A syndicated version
of I've Got A Secret hosted by Allen and featuring panelists Pat
Carroll and Richard
Dawson was taped in Hollywood and
premiered in local syndication in 1972. In 1977, he produced Steve
Allen's Laugh-Back, a syndicated series combining vintage Allen film
clips with new talk-show material reuniting his 1950s TV gang. From 1986 through 1988, Allen hosted a daily
three-hour comedy show heard nationally on the NBC Radio Network
that featured sketches and America's best-known comedians as regular guests. His cohost was radio
personality Mark
Simone, and they were joined frequently by
comedy writers Larry
Gelbart, Herb
Sargent, and Bob
Einstein.
Allen was an accomplished composer who wrote
over 10,000 songs. In one famous stunt, he made a bet with singer-songwriterFrankie
Laine that he could write 50 songs a
day for a week. Composing on public display in the window of a Hollywood music store, Allen met the quota,
winning $1,000 from Laine. One of the songs, Let's Go to Church
Next Sunday, was recorded by both Perry
Como and Margaret
Whiting. Allen's best-known songs are
"This Could Be the Start of Something Big" and "The Gravy Waltz," the latter having won a Grammy
award in 1963 for
Best Jazz Composition. He
also wrote lyrics for the standards "Picnic" and "South Rampart
Street Parade." Allen composed the score to the Paul
Mantee imitation James
Bond film A Man
Called Dagger (1967), with the score orchestrated
by Ronald
Stein.
Allen was also an actor. He wrote and
starred in his first film, the Mack
Sennett comedy
compilation Down Memory
Lane, in 1949. His most famous film appearance is in
1955's The Benny Goodman Story, in the
title role. The film, while an average biopic of its day, was heralded for its music, featuring many alumni of
the Goodman band. Allen later recalled his one contribution to the film's music, used in the film's early
scenes: the accomplished Benny Goodman could no longer produce the sound of a clarinet beginner, and that was
the only sound Allen could make on a clarinet! In 1960, he appeared as the character "Dr. Ellison" in the episode
"Play Acting" of CBS's anthology
series The DuPont Show with June Allyson though his The Steve Allen
Show had been in competition with the June
Allyson program the preceding season.
Allen could play a trumpet—sort of. He wrote and recorded a tune called
"Impossible," in which he tries to play it straight, but continues to burst out laughing. (The recording has been
played on the Dr.
Demento radio show.)
From 1977 to 1981, Allen was the producer of the
award-winning PBS series, Meeting of Minds, a
"talk
show" with actors playing the parts of
notable historical figures and Steve Allen as the host. This series pitted the likes
of Socrates, Marie
Antoinette, Thomas
Paine, Sir Thomas
More, Attila the
Hun, Karl
Marx, Emily
Dickinson, Charles
Darwin, and Galileo
Galilei in dialogue and argument. This was the show Allen
wanted to be remembered for, because he believed that the issues and characters were timeless and would survive
long after his passing. This may be more an indictment of popular tastes—which Allen himself wrote about in his
last book, "Vulgarians at the Gates"—than of any obtuseness on the show's part.

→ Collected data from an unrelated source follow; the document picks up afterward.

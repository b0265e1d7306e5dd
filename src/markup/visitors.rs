//! Visitor protocol and traversal
//!
//!     A visitor implements one handler per token kind; every handler defaults to a no-op (or,
//!     for the two containers, to the standard walk), so a pass only overrides what it cares
//!     about. Handlers receive a [`VisitContext`] holding the tree being walked and the stack of
//!     currently open full tags, and may edit the tree around the token they are visiting.
//!
//! Full Tag Bookkeeping
//!
//!     [`walk_full_tag`] does the open/close reconciliation shared by all passes:
//!
//!         - a start tag is pushed on the tag stack, then its sub-tags are visited;
//!         - a close tag without sub-tags (`</>`) first receives a copy of the sub-tags of the
//!           innermost open tag, so later handlers see `</>` exactly like `</error>`;
//!         - a close tag's sub-tags are visited (self-closed tags already ran as a start);
//!         - [`Visitor::leave_full_tag`] runs while the tag is still on the stack;
//!         - a close tag pops the stack.
//!
//!     The depth reported by [`VisitContext::depth`] during a start tag's handlers includes the
//!     tag itself.

pub mod chain;
pub mod href;
pub mod print;
pub mod style;
pub mod wrap;
pub mod wrap_style;

use std::any::Any;

use super::error::FormatResult;
use super::token::{Token, TokenId, TokenKind, TokenTree};

/// Traversal state shared by the handlers of one pass
pub struct VisitContext<'a> {
    pub tree: &'a mut TokenTree,
    tag_stack: Vec<TokenId>,
}

impl<'a> VisitContext<'a> {
    pub fn new(tree: &'a mut TokenTree) -> Self {
        VisitContext {
            tree,
            tag_stack: Vec::new(),
        }
    }

    /// Number of currently open full tags
    pub fn depth(&self) -> usize {
        self.tag_stack.len()
    }

    pub fn innermost_open_tag(&self) -> Option<TokenId> {
        self.tag_stack.last().copied()
    }

    pub fn reset(&mut self) {
        self.tag_stack.clear();
    }

    /// Insert a decoration before `anchor`; empty sequences are skipped
    pub fn decorate_before(&mut self, anchor: TokenId, text: String) -> FormatResult<()> {
        if !text.is_empty() {
            self.tree.insert_before(anchor, Token::Decoration(text))?;
        }
        Ok(())
    }

    /// Insert a decoration after `anchor`; empty sequences are skipped
    pub fn decorate_after(&mut self, anchor: TokenId, text: String) -> FormatResult<()> {
        if !text.is_empty() {
            self.tree.insert_after(anchor, Token::Decoration(text))?;
        }
        Ok(())
    }
}

/// Per-token-kind handlers of a pass over a [`TokenTree`]
pub trait Visitor {
    fn visit_full_text(&mut self, ctx: &mut VisitContext<'_>, id: TokenId) -> FormatResult<()> {
        walk_full_text(self, ctx, id)
    }

    fn visit_full_tag(&mut self, ctx: &mut VisitContext<'_>, id: TokenId) -> FormatResult<()> {
        walk_full_tag(self, ctx, id)
    }

    /// Runs after a full tag's sub-tags, before a close tag is popped
    fn leave_full_tag(&mut self, _ctx: &mut VisitContext<'_>, _id: TokenId) -> FormatResult<()> {
        Ok(())
    }

    fn visit_tag(&mut self, _ctx: &mut VisitContext<'_>, _id: TokenId) -> FormatResult<()> {
        Ok(())
    }

    fn visit_word(&mut self, _ctx: &mut VisitContext<'_>, _id: TokenId) -> FormatResult<()> {
        Ok(())
    }

    fn visit_separator(&mut self, _ctx: &mut VisitContext<'_>, _id: TokenId) -> FormatResult<()> {
        Ok(())
    }

    fn visit_decoration(&mut self, _ctx: &mut VisitContext<'_>, _id: TokenId) -> FormatResult<()> {
        Ok(())
    }

    fn visit_eos(&mut self, _ctx: &mut VisitContext<'_>, _id: TokenId) -> FormatResult<()> {
        Ok(())
    }
}

/// Route a token to the handler for its kind
pub fn dispatch<V: Visitor + ?Sized>(
    visitor: &mut V,
    ctx: &mut VisitContext<'_>,
    id: TokenId,
) -> FormatResult<()> {
    match ctx.tree.token(id).kind() {
        TokenKind::FullText => visitor.visit_full_text(ctx, id),
        TokenKind::FullTag => visitor.visit_full_tag(ctx, id),
        TokenKind::Tag => visitor.visit_tag(ctx, id),
        TokenKind::Word => visitor.visit_word(ctx, id),
        TokenKind::Separator => visitor.visit_separator(ctx, id),
        TokenKind::Decoration => visitor.visit_decoration(ctx, id),
        TokenKind::Eos => visitor.visit_eos(ctx, id),
    }
}

/// Visit every child of a container in order, tolerating edits made by the handlers
pub fn walk_children<V: Visitor + ?Sized>(
    visitor: &mut V,
    ctx: &mut VisitContext<'_>,
    parent: TokenId,
) -> FormatResult<()> {
    ctx.tree.rewind(parent);
    while let Some(child) = ctx.tree.advance(parent) {
        dispatch(visitor, ctx, child)?;
    }
    Ok(())
}

/// Standard walk of the root: reset the tag stack, then visit the children
pub fn walk_full_text<V: Visitor + ?Sized>(
    visitor: &mut V,
    ctx: &mut VisitContext<'_>,
    id: TokenId,
) -> FormatResult<()> {
    ctx.reset();
    walk_children(visitor, ctx, id)
}

/// Standard walk of a full tag, see the module docs
pub fn walk_full_tag<V: Visitor + ?Sized>(
    visitor: &mut V,
    ctx: &mut VisitContext<'_>,
    id: TokenId,
) -> FormatResult<()> {
    let Some(tag) = ctx.tree.token(id).as_full_tag() else {
        return Ok(());
    };
    let (is_start, is_close) = (tag.is_start, tag.is_close);

    if is_start {
        ctx.tag_stack.push(id);
        walk_children(visitor, ctx, id)?;
    }
    if is_close && !is_start {
        if let Some(open) = ctx.innermost_open_tag() {
            if ctx.tree.child_count(id) == 0 {
                ctx.tree.clone_children(open, id);
            }
        }
        walk_children(visitor, ctx, id)?;
    }

    visitor.leave_full_tag(ctx, id)?;

    if is_close {
        ctx.tag_stack.pop();
    }
    Ok(())
}

/// A pass that can run as part of an output formatter's chain
pub trait FormatterVisitor: Visitor + Any {
    /// Short name used in logs and lookup errors
    fn name(&self) -> &'static str;

    /// Decorating passes are skipped when the formatter is not decorated
    fn is_decorator(&self) -> bool {
        false
    }

    /// The materialized output, for passes that build one
    fn output(&self) -> Option<&str> {
        None
    }

    fn as_any(&self) -> &dyn Any;

    fn as_any_mut(&mut self) -> &mut dyn Any;
}

/// Run a single visitor over a whole tree
pub fn run<V: Visitor + ?Sized>(visitor: &mut V, tree: &mut TokenTree) -> FormatResult<()> {
    let root = tree.root();
    let mut ctx = VisitContext::new(tree);
    visitor.visit_full_text(&mut ctx, root)
}

#[cfg(test)]
mod tests {
    use super::*;
    use crate::markup::lexing::tokenize;

    #[derive(Default)]
    struct CountingVisitor {
        words: usize,
        tags: Vec<(String, usize)>,
        eos: usize,
        max_depth: usize,
    }

    impl Visitor for CountingVisitor {
        fn visit_word(&mut self, _ctx: &mut VisitContext<'_>, _id: TokenId) -> FormatResult<()> {
            self.words += 1;
            Ok(())
        }

        fn visit_tag(&mut self, ctx: &mut VisitContext<'_>, id: TokenId) -> FormatResult<()> {
            let label = ctx.tree.describe(id);
            self.tags.push((label, ctx.depth()));
            self.max_depth = self.max_depth.max(ctx.depth());
            Ok(())
        }

        fn visit_eos(&mut self, _ctx: &mut VisitContext<'_>, _id: TokenId) -> FormatResult<()> {
            self.eos += 1;
            Ok(())
        }
    }

    #[test]
    fn test_walk_visits_every_kind_once() {
        let mut tree = tokenize("a <b>c <d/>e</b> f").unwrap();
        let mut visitor = CountingVisitor::default();
        run(&mut visitor, &mut tree).unwrap();
        assert_eq!(visitor.words, 4);
        assert_eq!(visitor.eos, 1);
        assert_eq!(
            visitor.tags,
            vec![
                ("TagToken<b>".to_string(), 1),
                ("TagToken<d/>".to_string(), 2),
                ("TagToken</b>".to_string(), 1),
            ]
        );
    }

    #[test]
    fn test_close_all_tag_inherits_open_sub_tags() {
        let mut tree = tokenize("<x;y=1,2>text</>").unwrap();
        let mut visitor = CountingVisitor::default();
        run(&mut visitor, &mut tree).unwrap();
        assert_eq!(
            visitor.tags,
            vec![
                ("TagToken<x>".to_string(), 1),
                ("TagToken<y=1,2>".to_string(), 1),
                ("TagToken</x>".to_string(), 1),
                ("TagToken</y=1,2>".to_string(), 1),
            ]
        );
        assert!(tree.to_string().contains("FullTagToken(TagToken</x>+TagToken</y=1,2>)"));
    }

    #[test]
    fn test_unmatched_close_tag_is_tolerated() {
        let mut tree = tokenize("</> word </nope>").unwrap();
        let mut visitor = CountingVisitor::default();
        run(&mut visitor, &mut tree).unwrap();
        assert_eq!(visitor.words, 1);
        assert_eq!(visitor.tags, vec![("TagToken</nope>".to_string(), 0)]);
    }

    struct Splitter;

    impl Visitor for Splitter {
        fn visit_word(&mut self, ctx: &mut VisitContext<'_>, id: TokenId) -> FormatResult<()> {
            let text = ctx.tree.text(id).to_string();
            if text.len() > 1 {
                for piece in text.chars() {
                    ctx.tree.insert_before(id, Token::Word(piece.to_string()))?;
                }
                ctx.tree.remove(id)?;
            }
            Ok(())
        }
    }

    #[test]
    fn test_handlers_may_split_the_current_token() {
        let mut tree = tokenize("ab c").unwrap();
        run(&mut Splitter, &mut tree).unwrap();
        let words: Vec<_> = tree
            .children(tree.root())
            .map(|id| tree.text(id).to_string())
            .collect();
        assert_eq!(words, vec!["a", "b", " ", "c", ""]);
    }
}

Allen was a comedy writer and author of more than 50 books,
including Dumbth, a
commentary on the American educational system,
and Steve Allen on the Bible, Religion, and
Morality. He also wrote book-length commentaries on show business
personalities ("Funny People"; "More Funny People"). Perhaps influenced by his son's involvement with a
religious cult, he became an outspoken critic of organized religion and an active member of such humanist and
skeptical organizations as the Council for Media Integrity, a group that debunked pseudoscientific claims. (For
more about Allen's skepticism, see Paul Kurtz, "A Tribute to Steve Allen," Skeptical Inquirer magazine, January/February
2001.)
Allen was notoriously contemptuous of rock 'n'
roll music, although he was showman enough to
scoop Ed
Sullivan by being one of the first to
present Elvis
Presley on network television (after
Presley had appeared on the Tommy and Jimmy
Dorsey Stage
Show and Milton
Berle shows). "Allen found a way... to
satisfy the Puritans. He assured viewers that he would not allow Presley 'to do anything that will offend
anyone.' NBC announced that a 'revamped, purified and somewhat abridged Presley' had agreed to sing while
standing reasonably still, dressed in black tie."In fact, on this occasion, Allen had Elvis wear a top hat and
the white tie and tails of a "high class" musician while singing "Hound
Dog" to an
actual hound, who was similarly attired. According to
Jake Austen, "the way Steve Allen treated Elvis Presley was his federal crime. Allen thought Presley was
talentless and absurd, and so he decided to goof on him. Allen set things up so that Presley would show his
contrition by appearing in a tuxedo and singing his new song 'Hound Dog' to an elderly basset
hound..."Elaine
Dundy says that Allen smirkingly presented Elvis "with a
roll that looks exactly like a large roll of toilet paper with, says Allen, the 'signatures of eighteen thousand
fans.' " Presley looked "at Steve
as if to say, 'It's all right. I've been made a worse fool in my life,' and after he patted the basset hound he
is about to sing Hound Dog to, he wiped his hands on his trousers as if to wipe away Steve Allen, the dog, and the
whole show."Guitarist Scotty
Moore later said that Elvis and the members of his band
were "all angry about their treatment the previous night." "The next day, as Elvis entered the RCA studios to
record 'Hound Dog,' fans greeted him with signs that declared, 'We Want the Real Elvis' and 'We Want the
Gyrating Elvis.' In the press, critics were no kinder with the singer than they had ever been, this time
pronouncing him a 'cowed kid' who had demonstrated, once again, that he 'couldn't sing or act a lick.' "In a
column in Newsweek, John Lardner wrote, "Like
Huckleberry Finn, when the widow put him in a store suit and told him not to gap or scratch, [Elvis] had been
'fouled' by NBC's attempt to 'civilize him... for the good of mankind.'"Presley often referred to the Allen show
as the most ridiculous performance of his career.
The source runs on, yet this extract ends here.